Previous research on the epidemiology of heart failure has focused on older adults.2,3,15 Several recent studies showed that the incidence of heart failure was up to two times as high in blacks as in whites16,17,18; the populations in these studies were largely elderly, with a mean age at the start of observation that ranged from 55 to 74 years. The one large cohort that included younger adults and that had low rates of incident heart failure before 50 years of age was predominantly white1,3; the low rate of heart failure that we saw in white participants in the CARDIA study is consistent with the estimates from this cohort. National data have been used to compare the prevalence of heart failure across various demographic groups over the entire age spectrum,2,4 although prevalence estimates may understate the burden of disease, given the high rate of death associated with heart failure (5 of the 26 cases of heart failure among black participants in the CARDIA study resulted in death). Our findings are consistent with those from these previous reports and extend them by making the additional observation of substantial rates of incident heart failure among black men and women early in adulthood.
We identified potentially modifiable antecedents of heart failure in blacks that were present more than a decade before the onset of clinical heart failure. Each increase of 10 mm Hg in diastolic blood pressure among blacks who were in their 20s doubled the likelihood that heart failure would develop when they were in their 40s, and three quarters of those in whom heart failure developed had hypertension early in adulthood. Obesity also contributes to the risk of heart failure, either directly19 or through the associated rise in blood pressure and the development of type 2 diabetes. This latter observation is consistent with our finding that an increased body-mass index was an early independent risk factor for heart failure, with diabetes confounding or, more likely, mediating this association when findings from the entire 20 years of follow-up were considered. Low HDL cholesterol in young adulthood may play a role in cardiac remodeling, particularly in patients with hypertensive disease.20,21 Chronic kidney disease is a strong predictor of heart failure, and black men are disproportionately affected by declining kidney function in young adulthood.22 Our finding that clinical factors increased the risk of heart failure even many years later is consistent with observations in older cohorts23,24,25,26 and suggests that these factors may be targets for the prevention of heart failure in young adults.
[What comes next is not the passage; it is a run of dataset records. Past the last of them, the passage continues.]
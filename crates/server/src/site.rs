use axum::extract::{Path, Query, State};
use axum::http::StatusCode;
use axum::response::{Html, IntoResponse, Response};
use axum::routing::get;
use axum::Router;
use serde::{Deserialize, Serialize};
use thiserror::Error;
use tracing::error;

use automarket_core::domain::catalog::{Brand, BrandId, CarDetail, CarId, CarSummary, Manager};
use automarket_core::i18n::Lang;
use automarket_core::money::format_price;
use automarket_db::repositories::{CatalogReader, RepositoryError};

use crate::bootstrap::AppState;

pub(crate) fn router() -> Router<AppState> {
    Router::new().route("/", get(index)).route("/car/{id}", get(car_page))
}

#[derive(Debug, Error)]
pub enum SiteError {
    #[error("catalog read failed: {0}")]
    Repository(#[from] RepositoryError),
    #[error("template rendering failed: {0}")]
    Render(#[from] tera::Error),
    #[error("car not found")]
    NotFound,
}

impl IntoResponse for SiteError {
    fn into_response(self) -> Response {
        match self {
            Self::NotFound => StatusCode::NOT_FOUND.into_response(),
            other => {
                error!(error = %other, "site page failed");
                StatusCode::INTERNAL_SERVER_ERROR.into_response()
            }
        }
    }
}

#[derive(Debug, Deserialize)]
struct PageQuery {
    brand: Option<i64>,
    lang: Option<String>,
}

impl PageQuery {
    fn lang(&self) -> Lang {
        Lang::parse_lenient(self.lang.as_deref().unwrap_or(""))
    }
}

#[derive(Serialize)]
struct BrandView {
    id: i64,
    name: String,
    selected: bool,
}

#[derive(Serialize)]
struct CarCardView {
    id: i64,
    brand: String,
    model: String,
    year: i32,
    price_text: String,
    category: String,
    cover_photo: Option<String>,
}

#[derive(Serialize)]
struct ManagerView {
    name: String,
    phone: String,
}

#[derive(Serialize)]
struct CarPageView {
    id: i64,
    brand: String,
    model: String,
    year: i32,
    price_text: String,
    category: String,
    description: Option<String>,
    photos: Vec<String>,
}

fn brand_view(brand: &Brand, lang: Lang, selected: Option<BrandId>) -> BrandView {
    BrandView {
        id: brand.id.0,
        name: brand.name(lang).to_string(),
        selected: selected == Some(brand.id),
    }
}

fn card_view(summary: &CarSummary, lang: Lang) -> CarCardView {
    CarCardView {
        id: summary.car.id.0,
        brand: summary.brand_name(lang).to_string(),
        model: summary.car.model.clone(),
        year: summary.car.year,
        price_text: format_price(summary.car.price),
        category: summary.category_label(lang).to_string(),
        cover_photo: summary.cover_photo.clone(),
    }
}

fn manager_view(manager: &Manager) -> ManagerView {
    ManagerView { name: manager.name.clone(), phone: manager.phone.clone() }
}

fn detail_view(detail: &CarDetail, lang: Lang) -> CarPageView {
    CarPageView {
        id: detail.car.id.0,
        brand: detail.brand_name(lang).to_string(),
        model: detail.car.model.clone(),
        year: detail.car.year,
        price_text: format_price(detail.car.price),
        category: detail.category_label(lang).to_string(),
        description: detail.car.description(lang).map(str::to_string),
        photos: detail.photos.iter().map(|photo| photo.file_path.clone()).collect(),
    }
}

async fn index(
    State(state): State<AppState>,
    Query(query): Query<PageQuery>,
) -> Result<Html<String>, SiteError> {
    let lang = query.lang();
    let selected = query.brand.map(BrandId);

    let brands = state.catalog.brands().await?;
    let cars = state.catalog.active_listing(selected).await?;
    let managers = state.catalog.active_managers().await?;

    let mut context = tera::Context::new();
    context.insert("lang", lang.as_str());
    context.insert(
        "brands",
        &brands.iter().map(|brand| brand_view(brand, lang, selected)).collect::<Vec<_>>(),
    );
    context.insert("cars", &cars.iter().map(|car| card_view(car, lang)).collect::<Vec<_>>());
    context.insert("managers", &managers.iter().map(manager_view).collect::<Vec<_>>());
    context.insert("selected_brand", &selected.map(|id| id.0));

    Ok(Html(state.templates.render("site/index.html", &context)?))
}

async fn car_page(
    State(state): State<AppState>,
    Path(id): Path<i64>,
    Query(query): Query<PageQuery>,
) -> Result<Html<String>, SiteError> {
    let lang = query.lang();
    let detail = state.catalog.car_detail(CarId(id)).await?.ok_or(SiteError::NotFound)?;
    if !detail.car.active {
        return Err(SiteError::NotFound);
    }

    let mut context = tera::Context::new();
    context.insert("lang", lang.as_str());
    context.insert("car", &detail_view(&detail, lang));

    Ok(Html(state.templates.render("site/car.html", &context)?))
}

#[cfg(test)]
mod tests {
    use axum::body::Body;
    use axum::http::{Request, StatusCode};
    use rust_decimal::Decimal;
    use tower::ServiceExt;

    use automarket_core::domain::catalog::BrandId;
    use automarket_db::repositories::NewCar;

    use crate::bootstrap::tests::test_state;
    use crate::bootstrap::AppState;

    async fn seed_car(state: &AppState, active: bool) -> i64 {
        let brand_id = state
            .catalog
            .insert_brand("Шевроле", "Chevrolet")
            .await
            .expect("brand insert should succeed");
        let car_id = state
            .catalog
            .insert_car_with_photos(
                NewCar {
                    brand_id,
                    model: "Cobalt".to_string(),
                    year: 2021,
                    price: Decimal::new(145_000_000, 0),
                    price_category_id: None,
                    description_ru: Some("Один владелец".to_string()),
                    description_uz: None,
                },
                &["uploads/cobalt-front.jpg".to_string()],
            )
            .await
            .expect("car insert should succeed");
        if !active {
            state
                .catalog
                .set_car_active(car_id, false)
                .await
                .expect("deactivation should succeed");
        }
        car_id.0
    }

    async fn body_text(response: axum::response::Response) -> String {
        let bytes = axum::body::to_bytes(response.into_body(), usize::MAX)
            .await
            .expect("body should be readable");
        String::from_utf8(bytes.to_vec()).expect("body should be utf-8")
    }

    #[tokio::test]
    async fn index_lists_active_cars_with_formatted_prices() {
        let (state, _api) = test_state("sqlite::memory:?cache=shared").await;
        seed_car(&state, true).await;
        let app = super::router().with_state(state.clone());

        let response = app
            .oneshot(Request::builder().uri("/").body(Body::empty()).expect("request"))
            .await
            .expect("request should succeed");

        assert_eq!(response.status(), StatusCode::OK);
        let html = body_text(response).await;
        assert!(html.contains("Cobalt"));
        assert!(html.contains("145 000 000 сум"));
        assert!(html.contains("Шевроле"));

        state.db_pool.close().await;
    }

    #[tokio::test]
    async fn index_brand_filter_hides_other_brands() {
        let (state, _api) = test_state("sqlite::memory:?cache=shared").await;
        seed_car(&state, true).await;
        let other = state
            .catalog
            .insert_brand("Киа", "Kia")
            .await
            .expect("brand insert should succeed");
        let app = super::router().with_state(state.clone());

        let response = app
            .oneshot(
                Request::builder()
                    .uri(format!("/?brand={}", other.0))
                    .body(Body::empty())
                    .expect("request"),
            )
            .await
            .expect("request should succeed");

        assert_eq!(response.status(), StatusCode::OK);
        let html = body_text(response).await;
        assert!(!html.contains("Cobalt"), "filtered listing should not show other brands");

        state.db_pool.close().await;
    }

    #[tokio::test]
    async fn car_page_switches_brand_name_by_language() {
        let (state, _api) = test_state("sqlite::memory:?cache=shared").await;
        let car_id = seed_car(&state, true).await;
        let app = super::router().with_state(state.clone());

        let response = app
            .oneshot(
                Request::builder()
                    .uri(format!("/car/{car_id}?lang=uz"))
                    .body(Body::empty())
                    .expect("request"),
            )
            .await
            .expect("request should succeed");

        assert_eq!(response.status(), StatusCode::OK);
        let html = body_text(response).await;
        assert!(html.contains("Chevrolet"));
        assert!(html.contains("uploads/cobalt-front.jpg"));

        state.db_pool.close().await;
    }

    #[tokio::test]
    async fn hidden_and_missing_cars_are_not_found() {
        let (state, _api) = test_state("sqlite::memory:?cache=shared").await;
        let hidden = seed_car(&state, false).await;
        let app = super::router().with_state(state.clone());

        let response = app
            .clone()
            .oneshot(
                Request::builder()
                    .uri(format!("/car/{hidden}"))
                    .body(Body::empty())
                    .expect("request"),
            )
            .await
            .expect("request should succeed");
        assert_eq!(response.status(), StatusCode::NOT_FOUND);

        let response = app
            .oneshot(Request::builder().uri("/car/424242").body(Body::empty()).expect("request"))
            .await
            .expect("request should succeed");
        assert_eq!(response.status(), StatusCode::NOT_FOUND);

        state.db_pool.close().await;
    }
}
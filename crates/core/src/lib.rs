pub mod config;
pub mod domain;
pub mod errors;
pub mod flows;
pub mod i18n;
pub mod money;

pub use domain::catalog::{
    Brand, BrandId, Car, CarDetail, CarId, CarPhoto, CarSummary, Manager, ManagerId,
    PriceCategory, PriceCategoryId,
};
pub use domain::lead::{LeadDraft, LeadField, LeadId, LeadStatus, SellLead};
pub use domain::user::{BotUser, ChatId};
pub use errors::{ApplicationError, DomainError};
pub use flows::{is_plausible_phone, transition, SellEffect, SellEvent, SellSession, SellStep};
pub use i18n::{lookup, text, Lang, MessageKey};
pub use money::format_price;
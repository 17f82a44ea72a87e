use axum::extract::{Path, State};
use axum::http::StatusCode;
use axum::response::{IntoResponse, Redirect, Response};
use axum::routing::{get, post};
use axum::{Json, Router};
use serde_json::{json, Value};
use tracing::{debug, error};

use automarket_bot::Update;

use crate::bootstrap::AppState;

pub(crate) fn router() -> Router<AppState> {
    Router::new()
        .route("/tg/webhook/{secret}", post(receive_update))
        .route("/tg", get(bot_link))
}

/// Telegram retries any non-2xx delivery, so handler failures are logged and
/// answered with 200 anyway. A wrong secret gets a plain 404 instead, so the
/// path cannot be probed apart from any other unknown route.
async fn receive_update(
    State(state): State<AppState>,
    Path(secret): Path<String>,
    Json(payload): Json<Value>,
) -> Response {
    if secret != state.config.telegram.webhook_secret {
        return StatusCode::NOT_FOUND.into_response();
    }

    match serde_json::from_value::<Update>(payload) {
        Ok(update) => {
            if let Err(error) = state.bot_router.handle_update(update).await {
                error!(error = %error, "webhook update handling failed");
            }
        }
        Err(error) => {
            debug!(error = %error, "ignoring malformed webhook payload");
        }
    }

    Json(json!({ "ok": true })).into_response()
}

/// Public deep link to the bot, used from the site footer.
async fn bot_link(State(state): State<AppState>) -> Response {
    match &state.bot_username {
        Some(username) => Redirect::temporary(&format!("https://t.me/{username}")).into_response(),
        None => StatusCode::NOT_FOUND.into_response(),
    }
}

#[cfg(test)]
mod tests {
    use axum::body::Body;
    use axum::http::{header, Request, StatusCode};
    use serde_json::{json, Value};
    use tower::ServiceExt;

    use automarket_core::domain::user::ChatId;

    use crate::bootstrap::tests::test_state;

    fn update_request(secret: &str, payload: Value) -> Request<Body> {
        Request::builder()
            .method("POST")
            .uri(format!("/tg/webhook/{secret}"))
            .header(header::CONTENT_TYPE, "application/json")
            .body(Body::from(payload.to_string()))
            .expect("request should build")
    }

    #[tokio::test]
    async fn valid_secret_routes_the_update_to_the_bot() {
        let (state, api) = test_state("sqlite::memory:?cache=shared").await;
        let app = super::router().with_state(state.clone());

        let payload = json!({
            "update_id": 1,
            "message": { "message_id": 10, "chat": { "id": 500 }, "text": "/start" }
        });
        let response = app
            .oneshot(update_request("long-random-webhook-secret", payload))
            .await
            .expect("request should succeed");

        assert_eq!(response.status(), StatusCode::OK);
        let texts = api.texts_for(ChatId(500)).await;
        assert_eq!(texts.len(), 1, "a /start command should produce one reply");

        state.db_pool.close().await;
    }

    #[tokio::test]
    async fn wrong_secret_is_a_plain_not_found() {
        let (state, api) = test_state("sqlite::memory:?cache=shared").await;
        let app = super::router().with_state(state.clone());

        let payload = json!({
            "update_id": 1,
            "message": { "message_id": 10, "chat": { "id": 500 }, "text": "/start" }
        });
        let response = app
            .oneshot(update_request("wrong-secret", payload))
            .await
            .expect("request should succeed");

        assert_eq!(response.status(), StatusCode::NOT_FOUND);
        assert!(api.texts_for(ChatId(500)).await.is_empty());

        state.db_pool.close().await;
    }

    #[tokio::test]
    async fn malformed_payload_is_acknowledged_without_routing() {
        let (state, _api) = test_state("sqlite::memory:?cache=shared").await;
        let app = super::router().with_state(state.clone());

        let response = app
            .oneshot(update_request("long-random-webhook-secret", json!({ "unexpected": true })))
            .await
            .expect("request should succeed");

        assert_eq!(response.status(), StatusCode::OK);

        state.db_pool.close().await;
    }

    #[tokio::test]
    async fn bot_link_redirects_to_telegram() {
        let (state, _api) = test_state("sqlite::memory:?cache=shared").await;
        let app = super::router().with_state(state.clone());

        let response = app
            .oneshot(Request::builder().uri("/tg").body(Body::empty()).expect("request"))
            .await
            .expect("request should succeed");

        assert_eq!(response.status(), StatusCode::TEMPORARY_REDIRECT);
        let location = response
            .headers()
            .get(header::LOCATION)
            .and_then(|value| value.to_str().ok())
            .unwrap_or_default();
        assert_eq!(location, "https://t.me/automarket_demo_bot");

        state.db_pool.close().await;
    }
}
We found that blacks in whom heart failure subsequently developed were more likely than those in whom it did not develop to have systolic dysfunction and left ventricular hypertrophy in young adulthood, 10 years before the onset of clinical heart failure. These structural and functional cardiac changes may be the consequence of underlying clinical factors such as hypertension and obesity and may mediate the association between these factors and heart failure.27,28 Systolic dysfunction remained a strong risk factor for heart failure independently of the other clinical risk factors, including blood pressure. Several studies have identified polymorphisms that appear to be linked to heart failure and systolic dysfunction in blacks, and some studies have shown that the risk associated with these polymorphisms is greatest among blacks with hypertension.4,5,29,30 Most of these studies are limited by the small numbers of black participants and the lack of longitudinal data to determine how clinical and genetic factors may interact in the development of this disease. This is an important area for further study.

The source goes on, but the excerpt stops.